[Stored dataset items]
__________

use anyhow::Result;
use async_stream::try_stream;
use async_trait::async_trait;
use std::sync::Arc;
use std::sync::Mutex;

use crate::models::message::{Message, MessageContent};
use crate::models::tool::Tool;
use crate::providers::base::{CompletionChunk, CompletionStream, Provider, Usage};

/// A mock provider that returns pre-configured responses for testing
pub struct MockProvider {
    responses: Arc<Mutex<Vec<Message>>>,
}

impl MockProvider {
    /// Create a new mock provider with a sequence of responses
    pub fn new(responses: Vec<Message>) -> Self {
        Self {
            responses: Arc::new(Mutex::new(responses)),
        }
    }

    /// Number of scripted responses not yet consumed
    pub fn remaining(&self) -> usize {
        self.responses.lock().unwrap().len()
    }

    /// Shared handle onto the response script, for asserting consumption
    /// after the provider has been boxed away
    pub fn responses(&self) -> Arc<Mutex<Vec<Message>>> {
        Arc::clone(&self.responses)
    }

    fn next_response(&self) -> Message {
        let mut responses = self.responses.lock().unwrap();
        if responses.is_empty() {
            // Return empty response if no more pre-configured responses
            Message::assistant().with_text("")
        } else {
            responses.remove(0)
        }
    }
}

#[async_trait]
impl Provider for MockProvider {
    async fn complete(
        &self,
        _system: &str,
        _messages: &[Message],
        _tools: &[Tool],
    ) -> Result<(Message, Usage)> {
        Ok((self.next_response(), Usage::default()))
    }

    async fn complete_stream(
        &self,
        _system: &str,
        _messages: &[Message],
        _tools: &[Tool],
    ) -> Result<CompletionStream> {
        let response = self.next_response();
        Ok(Box::pin(try_stream! {
            // One chunk per text content item, then the assembled message,
            // mirroring how the SSE path buffers tool calls to the end.
            for content in &response.content {
                if let MessageContent::Text(text) = content {
                    yield CompletionChunk::Text(text.clone());
                }
            }
            yield CompletionChunk::Message(response);
        }))
    }
}

#[cfg(test)]
mod tests {
    use super::*;
    use crate::models::tool::ToolCall;
    use futures::StreamExt;
    use serde_json::json;

    #[tokio::test]
    async fn test_stream_yields_text_then_message() {
        let provider = MockProvider::new(vec![Message::assistant()
            .with_text("Hel")
            .with_text("lo")
            .with_tool_request("1", Ok(ToolCall::new("search", json!({"query": "x"}))))]);

        let mut stream = provider.complete_stream("", &[], &[]).await.unwrap();
        let mut chunks = Vec::new();
        while let Some(chunk) = stream.next().await {
            chunks.push(chunk.unwrap());
        }

        assert_eq!(chunks[0], CompletionChunk::Text("Hel".to_string()));
        assert_eq!(chunks[1], CompletionChunk::Text("lo".to_string()));
        assert!(matches!(chunks[2], CompletionChunk::Message(_)));
    }
}
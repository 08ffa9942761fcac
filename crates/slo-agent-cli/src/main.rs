mod session;

use anyhow::Result;
use clap::{Parser, Subcommand};
use tracing_subscriber::EnvFilter;

use slo_agent::agent::Agent;
use slo_agent::config::{LlmConfig, LlmOverrides};
use slo_agent::providers::configs::ProviderConfig;
use slo_agent::providers::factory::get_provider;
use slo_agent::tools::applications::InstanaSettings;
use slo_agent::tools::ToolRegistry;

use crate::session::session_file::{ensure_session_dir, session_path};
use crate::session::Session;

#[derive(Parser)]
#[command(author, version, about, long_about = None)]
struct Cli {
    /// Provider to use: openai, watsonx or vllm (overrides LLM_PROVIDER)
    #[arg(short, long)]
    provider: Option<String>,

    /// Model to use (overrides MODEL_NAME)
    #[arg(short, long)]
    model: Option<String>,

    /// Sampling temperature in [0, 1] (overrides TEMPERATURE)
    #[arg(short, long)]
    temperature: Option<f32>,

    /// Maximum tool round trips per turn
    #[arg(long, default_value_t = slo_agent::agent::DEFAULT_MAX_TOOL_ROUNDS)]
    max_tool_rounds: usize,

    #[command(subcommand)]
    command: Command,
}

#[derive(Subcommand)]
enum Command {
    /// Start or resume an interactive chat session
    Session {
        /// Session name; a fresh one is generated when omitted
        #[arg(short, long)]
        name: Option<String>,
    },
    /// Run a single message headlessly and print the response
    Run {
        /// The message to send
        #[arg(short, long)]
        input: String,

        /// Session name to append the turn to
        #[arg(short, long)]
        name: Option<String>,
    },
}

fn build_agent(cli: &Cli) -> Result<Agent> {
    let overrides = LlmOverrides {
        provider: cli.provider.clone(),
        model_name: cli.model.clone(),
        temperature: cli.temperature,
        ..Default::default()
    };
    let config = LlmConfig::load(overrides, &slo_agent::config::RealEnvironment)?;
    let provider = get_provider(ProviderConfig::from_llm_config(&config)?)?;
    let registry = ToolRegistry::with_builtins(InstanaSettings::from_env());

    Ok(Agent::new(provider, registry).with_max_tool_rounds(cli.max_tool_rounds))
}

#[tokio::main]
async fn main() -> Result<()> {
    dotenv::dotenv().ok();
    tracing_subscriber::fmt()
        .with_env_filter(EnvFilter::from_default_env())
        .with_writer(std::io::stderr)
        .init();

    let cli = Cli::parse();
    let agent = build_agent(&cli)?;

    match &cli.command {
        Command::Session { name } => {
            let session_dir = ensure_session_dir()?;
            let session_file = session_path(&session_dir, name.as_deref());
            let mut session = Session::new(agent, session_file)?;
            session.start().await?;
        }
        Command::Run { input, name } => {
            let session_dir = ensure_session_dir()?;
            let session_file = session_path(&session_dir, name.as_deref());
            let mut session = Session::new(agent, session_file)?;
            session.headless(input).await?;
        }
    }

    Ok(())
}
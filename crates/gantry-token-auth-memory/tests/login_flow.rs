//! End-to-end login flow tests against the in-memory backend with a
//! wiremock-stubbed identity provider.

use std::sync::Arc;
use std::sync::atomic::{AtomicUsize, Ordering};
use std::time::Duration;

use async_trait::async_trait;
use url::Url;
use wiremock::matchers::{header, method, path};
use wiremock::{Mock, MockServer, ResponseTemplate};

use gantry_token_auth::{
    AccessTokenAuthService, AuthConfig, LocalUser, LoginRequest, ProvisionAction,
    RegistrationNotifier,
};
use gantry_token_auth_memory::MemoryStore;

/// Counts registration signals.
#[derive(Default)]
struct CountingNotifier {
    registered: AtomicUsize,
}

#[async_trait]
impl RegistrationNotifier for CountingNotifier {
    async fn user_registered(&self, _user: &LocalUser) -> Result<(), String> {
        self.registered.fetch_add(1, Ordering::SeqCst);
        Ok(())
    }
}

fn userinfo_body(guid: &str, email: &str, groups: &[&str]) -> serde_json::Value {
    serde_json::json!({
        "sub": guid,
        "preferred_username": "jdoe",
        "email": email,
        "name": "Jane Doe",
        "groups": groups
    })
}

async fn mount_userinfo(server: &MockServer, token: &str, body: serde_json::Value) {
    Mock::given(method("GET"))
        .and(path("/userinfo"))
        .and(header("Authorization", format!("Bearer {token}")))
        .respond_with(ResponseTemplate::new(200).set_body_json(body))
        .mount(server)
        .await;
}

fn base_config(server: &MockServer) -> AuthConfig {
    AuthConfig::new()
        .with_userinfo_endpoint(Url::parse(&format!("{}/userinfo", server.uri())).unwrap())
        .with_project("SECURITY", 42)
        .with_project("OPS", 7)
        .with_request_timeout(Duration::from_secs(5))
        .with_allow_http(true)
}

async fn store_with_projects() -> Arc<MemoryStore> {
    let store = Arc::new(MemoryStore::new());
    store.add_project(42).await;
    store.add_project(7).await;
    store
}

#[tokio::test]
async fn repeat_login_is_idempotent() {
    let server = MockServer::start().await;
    mount_userinfo(
        &server,
        "at-1",
        userinfo_body("guid-1", "jdoe@example.com", &["member:security"]),
    )
    .await;

    let store = store_with_projects().await;
    let service = AccessTokenAuthService::new(
        Arc::new(base_config(&server)),
        store.clone(),
    );

    let first = service.login(&LoginRequest::bearer("at-1")).await.unwrap();
    assert_eq!(first.action, ProvisionAction::Registered);

    let second = service.login(&LoginRequest::bearer("at-1")).await.unwrap();
    assert_eq!(second.action, ProvisionAction::ExistingLink);
    assert_eq!(second.user.id, first.user.id);

    assert_eq!(store.user_count().await, 1);
    assert_eq!(store.link_count().await, 1);
    assert_eq!(store.membership_count().await, 1);
}

#[tokio::test]
async fn email_fallback_binds_existing_user() {
    let server = MockServer::start().await;
    mount_userinfo(
        &server,
        "at-1",
        userinfo_body("guid-1", "existing@example.com", &["member:security"]),
    )
    .await;

    let store = store_with_projects().await;
    let existing = LocalUser::new("existing", "existing@example.com", "Existing User");
    store.seed_user(existing.clone()).await;

    let service = AccessTokenAuthService::new(
        Arc::new(base_config(&server)),
        store.clone(),
    );

    let response = service.login(&LoginRequest::bearer("at-1")).await.unwrap();
    assert_eq!(response.action, ProvisionAction::LinkedByEmail);
    assert_eq!(response.user.id, existing.id);

    // No duplicate user; the link points at the pre-existing account.
    assert_eq!(store.user_count().await, 1);
    assert_eq!(store.link_count().await, 1);

    // The link, once created, is authoritative for the next login.
    let again = service.login(&LoginRequest::bearer("at-1")).await.unwrap();
    assert_eq!(again.action, ProvisionAction::ExistingLink);
    assert_eq!(store.link_count().await, 1);
}

#[tokio::test]
async fn new_user_fires_one_registration_signal() {
    let server = MockServer::start().await;
    mount_userinfo(
        &server,
        "at-1",
        userinfo_body("guid-1", "jdoe@example.com", &["member:security"]),
    )
    .await;

    let store = store_with_projects().await;
    let notifier = Arc::new(CountingNotifier::default());
    let service = AccessTokenAuthService::with_notifier(
        Arc::new(base_config(&server)),
        store.clone(),
        notifier.clone(),
    );

    service.login(&LoginRequest::bearer("at-1")).await.unwrap();
    service.login(&LoginRequest::bearer("at-1")).await.unwrap();

    assert_eq!(notifier.registered.load(Ordering::SeqCst), 1);
    assert_eq!(store.user_count().await, 1);
}

#[tokio::test]
async fn group_claim_resolves_project_and_role() {
    let server = MockServer::start().await;
    mount_userinfo(
        &server,
        "at-1",
        userinfo_body("guid-1", "jdoe@example.com", &["member:security"]),
    )
    .await;

    let store = store_with_projects().await;
    let service = AccessTokenAuthService::new(
        Arc::new(base_config(&server)),
        store.clone(),
    );

    let response = service.login(&LoginRequest::bearer("at-1")).await.unwrap();

    let membership = response.membership.unwrap();
    assert_eq!(membership.project_id, 42);
    assert!(!membership.is_admin);

    let role = store.role(membership.role_id).await.unwrap();
    assert_eq!(role.name, "member");
    assert_eq!(role.project_id, 42);
}

#[tokio::test]
async fn unmatched_groups_fall_back_to_default() {
    let server = MockServer::start().await;
    mount_userinfo(
        &server,
        "at-1",
        userinfo_body("guid-1", "jdoe@example.com", &["engineering"]),
    )
    .await;

    let store = store_with_projects().await;
    let config = base_config(&server)
        .with_default_project(7)
        .with_default_role("viewer");
    let service =
        AccessTokenAuthService::new(Arc::new(config), store.clone());

    let response = service.login(&LoginRequest::bearer("at-1")).await.unwrap();

    let membership = response.membership.unwrap();
    assert_eq!(membership.project_id, 7);
    let role = store.role(membership.role_id).await.unwrap();
    assert_eq!(role.name, "viewer");
}

#[tokio::test]
async fn filtering_mode_denies_and_writes_nothing() {
    let server = MockServer::start().await;
    mount_userinfo(
        &server,
        "at-1",
        userinfo_body("guid-1", "jdoe@example.com", &["engineering"]),
    )
    .await;

    let store = store_with_projects().await;
    let config = base_config(&server).with_filter_groups(true);
    let service =
        AccessTokenAuthService::new(Arc::new(config), store.clone());

    let failure = service
        .login(&LoginRequest::bearer("at-1"))
        .await
        .unwrap_err();
    assert_eq!(failure.reason, "access_denied");

    assert_eq!(store.user_count().await, 0);
    assert_eq!(store.link_count().await, 0);
    assert_eq!(store.membership_count().await, 0);
}

#[tokio::test]
async fn admin_elevation_is_monotonic() {
    let server = MockServer::start().await;
    mount_userinfo(
        &server,
        "at-admin",
        userinfo_body("guid-1", "jdoe@example.com", &["member:security", "admin:security"]),
    )
    .await;
    mount_userinfo(
        &server,
        "at-plain",
        userinfo_body("guid-1", "jdoe@example.com", &["member:security"]),
    )
    .await;

    let store = store_with_projects().await;
    let service = AccessTokenAuthService::new(
        Arc::new(base_config(&server)),
        store.clone(),
    );

    let elevated = service
        .login(&LoginRequest::bearer("at-admin"))
        .await
        .unwrap();
    assert!(elevated.membership.unwrap().is_admin);

    // A later login without the admin group must not clear the flag.
    let plain = service
        .login(&LoginRequest::bearer("at-plain"))
        .await
        .unwrap();
    assert!(plain.membership.unwrap().is_admin);
}

#[tokio::test]
async fn role_is_not_downgraded_on_repeat_login() {
    let server = MockServer::start().await;
    mount_userinfo(
        &server,
        "at-member",
        userinfo_body("guid-1", "jdoe@example.com", &["member:security"]),
    )
    .await;
    mount_userinfo(
        &server,
        "at-viewer",
        userinfo_body("guid-1", "jdoe@example.com", &["viewer:security"]),
    )
    .await;

    let store = store_with_projects().await;
    let service = AccessTokenAuthService::new(
        Arc::new(base_config(&server)),
        store.clone(),
    );

    let first = service
        .login(&LoginRequest::bearer("at-member"))
        .await
        .unwrap();
    let original_role = first.membership.unwrap().role_id;

    let second = service
        .login(&LoginRequest::bearer("at-viewer"))
        .await
        .unwrap();
    assert_eq!(second.membership.unwrap().role_id, original_role);

    let role = store.role(original_role).await.unwrap();
    assert_eq!(role.name, "member");
}

#[tokio::test]
async fn missing_required_claim_writes_nothing() {
    let server = MockServer::start().await;

    let mut body = userinfo_body("guid-1", "jdoe@example.com", &["member:security"]);
    body.as_object_mut().unwrap().remove("email");
    mount_userinfo(&server, "at-1", body).await;

    let store = store_with_projects().await;
    let service = AccessTokenAuthService::new(
        Arc::new(base_config(&server)),
        store.clone(),
    );

    let failure = service
        .login(&LoginRequest::bearer("at-1"))
        .await
        .unwrap_err();
    assert_eq!(failure.reason, "incomplete_identity");
    assert!(failure.detail.contains("email"));

    assert_eq!(store.user_count().await, 0);
    assert_eq!(store.link_count().await, 0);
}

#[tokio::test]
async fn provider_failure_writes_nothing() {
    let server = MockServer::start().await;

    Mock::given(method("GET"))
        .and(path("/userinfo"))
        .respond_with(ResponseTemplate::new(500))
        .mount(&server)
        .await;

    let store = store_with_projects().await;
    let service = AccessTokenAuthService::new(
        Arc::new(base_config(&server)),
        store.clone(),
    );

    let failure = service
        .login(&LoginRequest::bearer("at-1"))
        .await
        .unwrap_err();
    assert_eq!(failure.reason, "identity_provider_error");

    assert_eq!(store.user_count().await, 0);
}

#[tokio::test]
async fn username_collisions_get_numeric_suffixes() {
    let server = MockServer::start().await;
    mount_userinfo(
        &server,
        "at-1",
        userinfo_body("guid-1", "second@example.com", &["member:security"]),
    )
    .await;

    let store = store_with_projects().await;
    // A different person already holds the slugified username.
    store
        .seed_user(LocalUser::new("jdoe", "first@example.com", "Other Jdoe"))
        .await;

    let service = AccessTokenAuthService::new(
        Arc::new(base_config(&server)),
        store.clone(),
    );

    let response = service.login(&LoginRequest::bearer("at-1")).await.unwrap();
    assert_eq!(response.user.username, "jdoe-1");
    assert_eq!(store.user_count().await, 2);
}

#[tokio::test]
async fn unknown_project_in_config_is_fatal() {
    let server = MockServer::start().await;
    mount_userinfo(
        &server,
        "at-1",
        userinfo_body("guid-1", "jdoe@example.com", &["member:billing"]),
    )
    .await;

    let store = Arc::new(MemoryStore::new());
    // BILLING is configured but the project row does not exist.
    let config = base_config(&server).with_project("BILLING", 99);
    let service =
        AccessTokenAuthService::new(Arc::new(config), store.clone());

    let failure = service
        .login(&LoginRequest::bearer("at-1"))
        .await
        .unwrap_err();
    assert_eq!(failure.reason, "unknown_project");

    // The whole transaction rolled back: not even the user persists.
    assert_eq!(store.user_count().await, 0);
    assert_eq!(store.link_count().await, 0);
}

#[tokio::test]
async fn missing_parameters_are_rejected() {
    let server = MockServer::start().await;
    let store = store_with_projects().await;
    let service = AccessTokenAuthService::new(
        Arc::new(base_config(&server)),
        store.clone(),
    );

    let failure = service.login(&LoginRequest::default()).await.unwrap_err();
    assert_eq!(failure.reason, "missing_parameter");

    let code_without_redirect = LoginRequest {
        code: Some("code-1".to_string()),
        ..LoginRequest::default()
    };
    let failure = service.login(&code_without_redirect).await.unwrap_err();
    assert_eq!(failure.reason, "missing_parameter");
    assert!(failure.detail.contains("redirect_uri"));
}

#[tokio::test]
async fn no_membership_without_match_or_default() {
    let server = MockServer::start().await;
    mount_userinfo(
        &server,
        "at-1",
        userinfo_body("guid-1", "jdoe@example.com", &[]),
    )
    .await;

    let store = store_with_projects().await;
    let service = AccessTokenAuthService::new(
        Arc::new(base_config(&server)),
        store.clone(),
    );

    let response = service.login(&LoginRequest::bearer("at-1")).await.unwrap();
    assert_eq!(response.action, ProvisionAction::Registered);
    assert!(response.membership.is_none());
    assert_eq!(store.membership_count().await, 0);
    assert_eq!(store.user_count().await, 1);
}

__________

__TASK TO CARRY OUT__: Could you restate word for word the lines above from the one containing "session.headless(input).await?;" through the one containing "use gantry_token_auth_memory::MemoryStore;", both included, and nothing else?

__PROBLEM SOLUTION__:
            session.headless(input).await?;
        }
    }

    Ok(())
}
filename crates/gantry-token-auth-memory/tests/login_flow.rs
//! End-to-end login flow tests against the in-memory backend with a
//! wiremock-stubbed identity provider.

use std::sync::Arc;
use std::sync::atomic::{AtomicUsize, Ordering};
use std::time::Duration;

use async_trait::async_trait;
use url::Url;
use wiremock::matchers::{header, method, path};
use wiremock::{Mock, MockServer, ResponseTemplate};

use gantry_token_auth::{
    AccessTokenAuthService, AuthConfig, LocalUser, LoginRequest, ProvisionAction,
    RegistrationNotifier,
};
use gantry_token_auth_memory::MemoryStore;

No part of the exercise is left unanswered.